Father of American spaceflight.

Started to study rockets in 1915 and developed his first liquid propergol rocket 16th.March 1926.

That attained a height of only 12m after 2.5s with a velocity of 28m/s. 

M1 =7.27kgs M2=2.60kgs

Launch site: Aunt Effie's cabbage patch in Auburn. Massachusetts New England

Note: This should be encouraging news water rocket debutants.

 

Second development flight 17 July 1929 h 52m, Fjet 57N Tjet12s

Attracted the attention of both the police and the press Who ran an embarrasing title

'Rocket misses moon by 238,799 1/2miles.'

As a sequel to the statement made by Goddard in 1920 that rockets would be capable of reaching the moon..

 

 

 

 

 

 

 

 

 

 

 

 

 

 

 

 

 

 

Unlike todays rockets this first rocket had its combustion chamber and jet nozzle installed at the top of the rocket with the kerosene and liquid oxygen reservoirs postioned below. Insulated from the jet flame by a special heat shield. The tubes forming the frame transported the pressurused fuel to the combustion chamber.

Because the jet thrust produced was only just capable of propelling a small rocket mass. Goddard decided that the mass of the rocket body and recovery parachute system was to be removed for the flight. No real suprise the flight was very unstable and Goddard subsequently changed the position of the jet to the base of the rocket.

A professor of physics at Clark University and supported in his rocket research by the Smithsonian Institute  and later the Guggenhiem Foundation.. Goddard prefered to work in secret. Why?

Following the publication of his 1920 report "A Method of Reaching Extreme Altitudes." He had been ridiculed in the national press. Which included Time magazine. For suggesting that rockets powerful enough would one day be capable of reaching the moon. 

Following his second rocket flight in 1929  he recieved a sinical press article entitled 'Rocket misses moon by 238,799 1/2miles.'

Subsequently he remained somewhat of a recluse for the rest of his life. 

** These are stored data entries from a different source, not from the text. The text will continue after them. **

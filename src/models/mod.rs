// src/models/mod.rs

//! Domain models for the catalog pipeline.
//!
//! This module contains all data structures used throughout the application,
//! organized by their primary purpose.

mod candidate;
mod config;
mod record;

// Re-export all public types
pub use candidate::{Candidate, Section};
pub use config::{Config, FetcherConfig, ParserConfig, PathsConfig};
pub use record::{CatalogRecord, Category};
// src/pipeline/info.rs

//! Inspection of a source document and its last emitted catalog.

use std::path::Path;

use crate::error::Result;
use crate::models::Category;
use crate::schema::validate_line;
use crate::storage::non_blank_lines;
use crate::utils::hash_content;

/// What `run_info` found on disk.
#[derive(Debug, Clone, Default, PartialEq, Eq)]
pub struct RunInfo {
    /// Fingerprint of the source document, if readable
    pub snapshot_hash: Option<String>,
    /// Records per category in the output file, if present
    pub counts: Option<Vec<(Category, usize)>>,
    /// Output lines that are not valid records
    pub invalid: usize,
}

/// Report the current source fingerprint and emitted record counts.
pub fn run_info(input: impl AsRef<Path>, output: impl AsRef<Path>) -> Result<RunInfo> {
    let input = input.as_ref();
    let output = output.as_ref();
    let mut info = RunInfo::default();

    match std::fs::read_to_string(input) {
        Ok(content) => {
            let hash = hash_content(&content);
            log::info!("Source {}: {}", input.display(), hash);
            info.snapshot_hash = Some(hash);
        }
        Err(e) => log::info!("Source {} not readable: {}", input.display(), e),
    }

    if !output.exists() {
        log::info!("No catalog output at {} yet.", output.display());
        return Ok(info);
    }

    let content = std::fs::read_to_string(output)?;
    let mut counts: Vec<(Category, usize)> = Category::ALL.iter().map(|c| (*c, 0)).collect();
    for (_, line) in non_blank_lines(&content) {
        match validate_line(line) {
            Ok(record) => {
                if let Some(entry) = counts.iter_mut().find(|(c, _)| *c == record.category) {
                    entry.1 += 1;
                }
            }
            Err(_) => info.invalid += 1,
        }
    }

    log::info!("Catalog {}:", output.display());
    for (category, count) in &counts {
        log::info!("    {category}: {count}");
    }
    if info.invalid > 0 {
        log::warn!("    {} invalid lines", info.invalid);
    }
    info.counts = Some(counts);
    Ok(info)
}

Following the launch in 1929 Goddard moved with his wife Esther to continue his rocket research work in Roswell, New Mexico. 

 

At the first launch in 1926 Goddard was helped by a colleague Percy Roope assistant professor of Physics  and Henry Sachs the laboratory technical assitant and machinist ( The manufacturer). His wife Esther took the photograph. Since somewhat understandably the press were not invited.

Over the next 10 years Goddard worked virtually undisturbed in the open, roasted stretches of the Western scrub of Rosewell.  His rockets grew progressively is size from 3.7m (12 ft) to 4.9m(16 ft).and then to 5.5m(18 ft.), whilst the apogee (altitude) attained by his rockets steadily climbed from 610m(2,000 ft.) to 2288m (7,500 ft.) to 2745m(9,000 ft).

Finally he built a rocket that exceeded the speed of sound.

Goddards first reference to the possible utililisation of hydrogen as a liquid propergol 

( rocket fuel) was in a 1919 note he added to a paper he had initailly published in 1916.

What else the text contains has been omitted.